## Required work
Determine how many lines of the material hold the string "first" and reply with only that number.

>>

#[cfg(test)]
mod tests {
    use super::*;
    use chrono::{TimeZone, Utc};
    use std::sync::Arc;
    use tempfile::tempdir;

    fn make_store() -> (tempfile::TempDir, UploadStore) {
        let temp = tempdir().expect("tempdir");
        let root = temp.path().join("storage");
        std::fs::create_dir_all(&root).expect("create storage root");
        (temp, UploadStore::new(Storage::new(root)))
    }

    fn build(upload_id: &str, platform: Platform, bundle_id: &str) -> BuildInfo {
        BuildInfo {
            app_title: "Demo".into(),
            bundle_id: bundle_id.into(),
            bundle_version: "1.2.3".into(),
            upload_id: upload_id.into(),
            file_size: Some(4),
            created_at: Some(Utc.with_ymd_and_hms(2024, 5, 1, 10, 30, 0).unwrap()),
            platform,
        }
    }

    fn write_legacy_upload(store: &UploadStore, upload_id: &str, binary: &[u8]) {
        let dir = store.storage().root_path().join(upload_id);
        std::fs::create_dir_all(&dir).expect("create legacy dir");
        std::fs::write(dir.join("app.ipa"), binary).expect("write legacy ipa");
        std::fs::write(
            dir.join(LEGACY_BUILD_INFO_JSON_FILE_NAME),
            r#"{"app_title":"Legacy","bundle_id":"com.example.legacy","bundle_version":"0.9"}"#,
        )
        .expect("write legacy info");
    }

    #[tokio::test]
    async fn save_then_load_round_trips() {
        let (_temp, store) = make_store();
        let info = build("upload-1", Platform::Ios, "com.example.app");
        store.save(&info, b"data").await.expect("save");

        assert_eq!(store.load_metadata("upload-1").await.expect("load"), info);
        assert_eq!(store.load_app_file(&info).await.expect("binary"), b"data");
    }

    #[tokio::test]
    async fn create_namespace_is_idempotent() {
        let (_temp, store) = make_store();
        store.create_namespace("ns").await.expect("first");
        store.create_namespace("ns").await.expect("second");
        assert_eq!(store.detect_platform("ns").await.expect("detect"), None);
    }

    #[tokio::test]
    async fn detect_platform_matches_written_binary() {
        let (_temp, store) = make_store();
        store
            .save(&build("ios-one", Platform::Ios, "com.a"), b"ipa")
            .await
            .expect("save ios");
        store
            .save(&build("android-one", Platform::Android, "com.b"), b"apk")
            .await
            .expect("save android");

        assert_eq!(
            store.detect_platform("ios-one").await.expect("detect"),
            Some(Platform::Ios)
        );
        assert_eq!(
            store.detect_platform("android-one").await.expect("detect"),
            Some(Platform::Android)
        );
        assert_eq!(store.detect_platform("never").await.expect("detect"), None);
        assert_eq!(store.detect_platform("../etc").await.expect("detect"), None);
    }

    #[tokio::test]
    async fn expected_platform_mismatch_is_not_found() {
        let (_temp, store) = make_store();
        store
            .save(&build("ios-one", Platform::Ios, "com.a"), b"ipa")
            .await
            .expect("save");

        assert_eq!(
            store
                .assert_platform("ios-one", Some(Platform::Ios))
                .await
                .expect("assert"),
            Platform::Ios
        );
        assert!(matches!(
            store.assert_platform("ios-one", Some(Platform::Android)).await,
            Err(StoreError::NotFound)
        ));
        assert!(matches!(
            store.assert_platform("missing", None).await,
            Err(StoreError::NotFound)
        ));
    }

    #[tokio::test]
    async fn resaving_with_other_platform_keeps_single_binary() {
        let (_temp, store) = make_store();
        store
            .save(&build("reused", Platform::Ios, "com.a"), b"ipa")
            .await
            .expect("save ios");
        store
            .save(&build("reused", Platform::Android, "com.a"), b"apk")
            .await
            .expect("save android");

        assert_eq!(
            store.detect_platform("reused").await.expect("detect"),
            Some(Platform::Android)
        );
        assert!(!store.storage().exists("reused/app.ipa").await.expect("exists"));
    }

    #[tokio::test]
    async fn metadata_without_binary_is_not_visible() {
        let (_temp, store) = make_store();
        let info = build("partial", Platform::Ios, "com.a");
        store.create_namespace("partial").await.expect("namespace");
        store.save_build_info(&info).await.expect("metadata");

        assert_eq!(store.detect_platform("partial").await.expect("detect"), None);
    }

    #[tokio::test]
    async fn legacy_metadata_is_migrated_once() {
        let (_temp, store) = make_store();
        write_legacy_upload(&store, "legacy", b"123456");

        let first = store.load_metadata("legacy").await.expect("first load");
        assert!(
            store
                .storage()
                .exists("legacy/build_info.json")
                .await
                .expect("exists")
        );
        let second = store.load_metadata("legacy").await.expect("second load");

        assert_eq!(first, second);
        assert_eq!(first.upload_id, "legacy");
        assert_eq!(first.platform, Platform::Ios);
        assert_eq!(first.file_size, Some(6));
        assert_eq!(first.created_at, None);
        assert_eq!(first.app_title, "Legacy");
    }

    #[tokio::test]
    async fn legacy_migration_without_binary_fails() {
        let (_temp, store) = make_store();
        write_legacy_upload(&store, "legacy", b"x");
        std::fs::remove_file(store.storage().root_path().join("legacy/app.ipa"))
            .expect("remove binary");

        assert!(matches!(
            store.load_metadata("legacy").await,
            Err(StoreError::Storage(_))
        ));
    }

    #[tokio::test]
    async fn load_metadata_without_any_schema_is_not_found() {
        let (_temp, store) = make_store();
        store.create_namespace("empty").await.expect("namespace");

        assert!(matches!(
            store.load_metadata("empty").await,
            Err(StoreError::NotFound)
        ));
        assert!(matches!(
            store.load_metadata("never-created").await,
            Err(StoreError::NotFound)
        ));
        assert!(matches!(
            store.load_metadata("_indexes").await,
            Err(StoreError::NotFound)
        ));
    }

    #[tokio::test]
    async fn upload_id_is_reconstructed_from_path() {
        let (_temp, store) = make_store();
        store.create_namespace("by-path").await.expect("namespace");
        std::fs::write(
            store.storage().root_path().join("by-path/build_info.json"),
            r#"{"app_title":"Demo","bundle_id":"com.a","bundle_version":"1",
                "file_size":3,"created_at":null,"platform":"android"}"#,
        )
        .expect("write metadata");

        let info = store.load_metadata("by-path").await.expect("load");
        assert_eq!(info.upload_id, "by-path");
        assert_eq!(info.platform, Platform::Android);
    }

    #[tokio::test]
    async fn latest_follows_save_order_not_created_at() {
        let (_temp, store) = make_store();
        let mut newer = build("u1", Platform::Ios, "com.example.app");
        newer.created_at = Some(Utc.with_ymd_and_hms(2030, 1, 1, 0, 0, 0).unwrap());
        let mut older = build("u2", Platform::Ios, "com.example.app");
        older.created_at = Some(Utc.with_ymd_and_hms(2001, 1, 1, 0, 0, 0).unwrap());

        store.save(&newer, b"one").await.expect("save u1");
        store.save(&older, b"two").await.expect("save u2");

        assert_eq!(
            store.lookup_latest("com.example.app").await.expect("lookup"),
            Some("u2".to_string())
        );
    }

    #[tokio::test]
    async fn delete_leaves_index_entry_dangling() {
        let (_temp, store) = make_store();
        store
            .save(&build("doomed", Platform::Ios, "com.example.app"), b"ipa")
            .await
            .expect("save");

        store.delete("doomed").await.expect("delete");

        assert_eq!(store.detect_platform("doomed").await.expect("detect"), None);
        assert!(matches!(
            store.load_metadata("doomed").await,
            Err(StoreError::NotFound)
        ));
        assert_eq!(
            store.lookup_latest("com.example.app").await.expect("lookup"),
            Some("doomed".to_string())
        );
        store.delete("doomed").await.expect("delete again");
    }

    #[cfg(unix)]
    #[tokio::test]
    async fn delete_failure_is_reported_as_storage_error() {
        let (_temp, store) = make_store();
        // a regular file where the namespace directory should be cannot be removed as a tree
        std::fs::write(store.storage().root_path().join("blocked"), b"not a dir")
            .expect("write blocker");

        let err = store.delete("blocked").await.expect_err("delete must fail");
        assert!(matches!(err, StoreError::Storage(StorageError::Io(_))));
        assert!(matches!(
            crate::error::ApiError::from(err),
            crate::error::ApiError::Internal(_)
        ));
        assert!(store.storage().root_path().join("blocked").is_file());
    }

    #[cfg(unix)]
    #[tokio::test]
    async fn symlinked_namespace_is_not_found() {
        let (temp, store) = make_store();
        let outside = temp.path().join("outside");
        std::fs::create_dir_all(&outside).expect("create outside dir");
        std::fs::write(outside.join("app.ipa"), b"ipa").expect("write outside ipa");
        std::os::unix::fs::symlink(&outside, store.storage().root_path().join("linked"))
            .expect("symlink");

        assert_eq!(store.detect_platform("linked").await.expect("detect"), None);
        assert!(matches!(
            store.assert_platform("linked", None).await,
            Err(StoreError::NotFound)
        ));
    }

    #[tokio::test]
    async fn reconcile_removes_only_dangling_entries() {
        let (_temp, store) = make_store();
        store
            .save(&build("kept", Platform::Ios, "com.kept"), b"ipa")
            .await
            .expect("save kept");
        store
            .save(&build("gone", Platform::Android, "com.gone"), b"apk")
            .await
            .expect("save gone");
        store.delete("gone").await.expect("delete");

        assert_eq!(store.reconcile_latest_index().await.expect("reconcile"), 1);
        assert_eq!(store.lookup_latest("com.gone").await.expect("lookup"), None);
        assert_eq!(
            store.lookup_latest("com.kept").await.expect("lookup"),
            Some("kept".to_string())
        );
    }

    #[tokio::test]
    async fn list_and_migrate_all_legacy() {
        let (_temp, store) = make_store();
        write_legacy_upload(&store, "legacy-a", b"aa");
        write_legacy_upload(&store, "legacy-b", b"bbb");
        store
            .save(&build("current", Platform::Android, "com.a"), b"apk")
            .await
            .expect("save");
        store.create_namespace("no-binary").await.expect("namespace");

        assert_eq!(
            store.list_upload_ids().await.expect("list"),
            vec!["current", "legacy-a", "legacy-b"]
        );
        assert_eq!(store.migrate_all_legacy().await.expect("migrate"), 2);
        assert_eq!(store.migrate_all_legacy().await.expect("migrate again"), 0);
    }

    #[tokio::test]
    async fn concurrent_saves_leave_one_participant_in_index() {
        let (_temp, store) = make_store();
        let store = Arc::new(store);
        let ids: Vec<String> = (0..8).map(|n| format!("race-{n}")).collect();

        let mut tasks = Vec::new();
        for id in &ids {
            let store = store.clone();
            let info = build(id, Platform::Ios, "com.example.race");
            tasks.push(tokio::spawn(async move { store.save(&info, b"x").await }));
        }
        for task in tasks {
            task.await.expect("join").expect("save");
        }

        let latest = store
            .lookup_latest("com.example.race")
            .await
            .expect("lookup")
            .expect("some latest");
        assert!(ids.contains(&latest));
    }

    #[test]
    fn upload_id_validation() {
        assert!(validate_upload_id("0b6f3c7e-2d1a-4d8e-9a53-1f0e5c2b7a90").is_ok());
        assert!(validate_upload_id("").is_err());
        assert!(validate_upload_id("..").is_err());
        assert!(validate_upload_id("a/b").is_err());
        assert!(validate_upload_id("a\\b").is_err());
        assert!(validate_upload_id("_indexes").is_err());
        assert!(validate_upload_id(".hidden").is_err());
    }
}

<<

## Written solution
8